I almost died from preeclampsia. I wasn’t tested because I’m black.

Dr. Kenya Mitchell
7 min readOct 15, 2019
Photo by Ella Jardim on Unsplash

Originally I was going to publish this story with the Huffington Post. They wouldn’t run it because it wasn’t inspiration porn, it didn’t have a happy ending, just recommendations for other black women on how to stay alive. It was too scary for a white woman editor to take that on. I feel the alternative is scarier, so I’m publishing here so others can learn from my experience and feelings.

Looking down at my daughter in the hospital crib, I knew looking at Autumn’s face for the second time was supposed to be one of the happiest moments in my life. But I wasn’t happy. I was silently sobbing as to not wake the baby. Finishing pregnancy and labor was harrowing for me. I narrowly survived the whole process because I had carried Autumn almost to term while enduring preeclampsia that was only diagnosed after I had gone into labor. In some ways I felt vindicated. I had been complaining of symptoms for months. At the same time, I was saddened because I had spoken up repeatedly, but hadn’t been heard.
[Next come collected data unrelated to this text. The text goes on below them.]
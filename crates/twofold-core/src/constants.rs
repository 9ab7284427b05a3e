//! Board dimensions and spawn tuning.

/// Rows in the reference board.
pub const DEFAULT_ROWS: usize = 4;

/// Columns in the reference board.
pub const DEFAULT_COLS: usize = 4;

/// Number of tiles placed on a fresh board.
pub const STARTING_TILES: usize = 2;

/// Value of a regular spawned tile.
pub const SPAWN_LOW_VALUE: u32 = 2;

/// Value of the rarer spawned tile.
pub const SPAWN_HIGH_VALUE: u32 = 4;

/// Spawn value roll is drawn from `1..=SPAWN_ROLL_SIDES`.
pub const SPAWN_ROLL_SIDES: u32 = 10;

/// Rolls at or below this threshold spawn `SPAWN_LOW_VALUE` (7 in 10 = 70%).
pub const SPAWN_LOW_THRESHOLD: u32 = 7;

/// Seed used when none is supplied.
pub const DEFAULT_SEED: u64 = 42;

/// File name of the score record written next to the game.
pub const SCORE_FILE_NAME: &str = "2048.json";

/// Largest tile a `u32` cell can hold. Two of them never merge.
pub const MAX_TILE: u32 = 1 << 31;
Again.

Looking back with a mind that isn’t clouded by pregnancy brain, it is clear I had all of the classic symptoms of pre-eclampsia starting in my second trimester. At almost every appointment I complained of vomiting in my sleep (I used to wake up choking and terrified), relentless headaches, stomach aches, blurry vision, swelling in my face and hands, and higher than normal blood pressure. Instead of looking at the data from my blood pressure, considering my symptoms, or giving me a simple urine test, the nurses typically told me, “Your blood pressure is getting a little high, but you look fine.” Over and over, the nurses and midwives at my clinic told me “You look fine,” but never ran a test. I realize now the phrase, “You look fine”, was code based on stereotypes about “strong” black women. The medical professionals I encountered based their diagnoses on how I looked, not evidence.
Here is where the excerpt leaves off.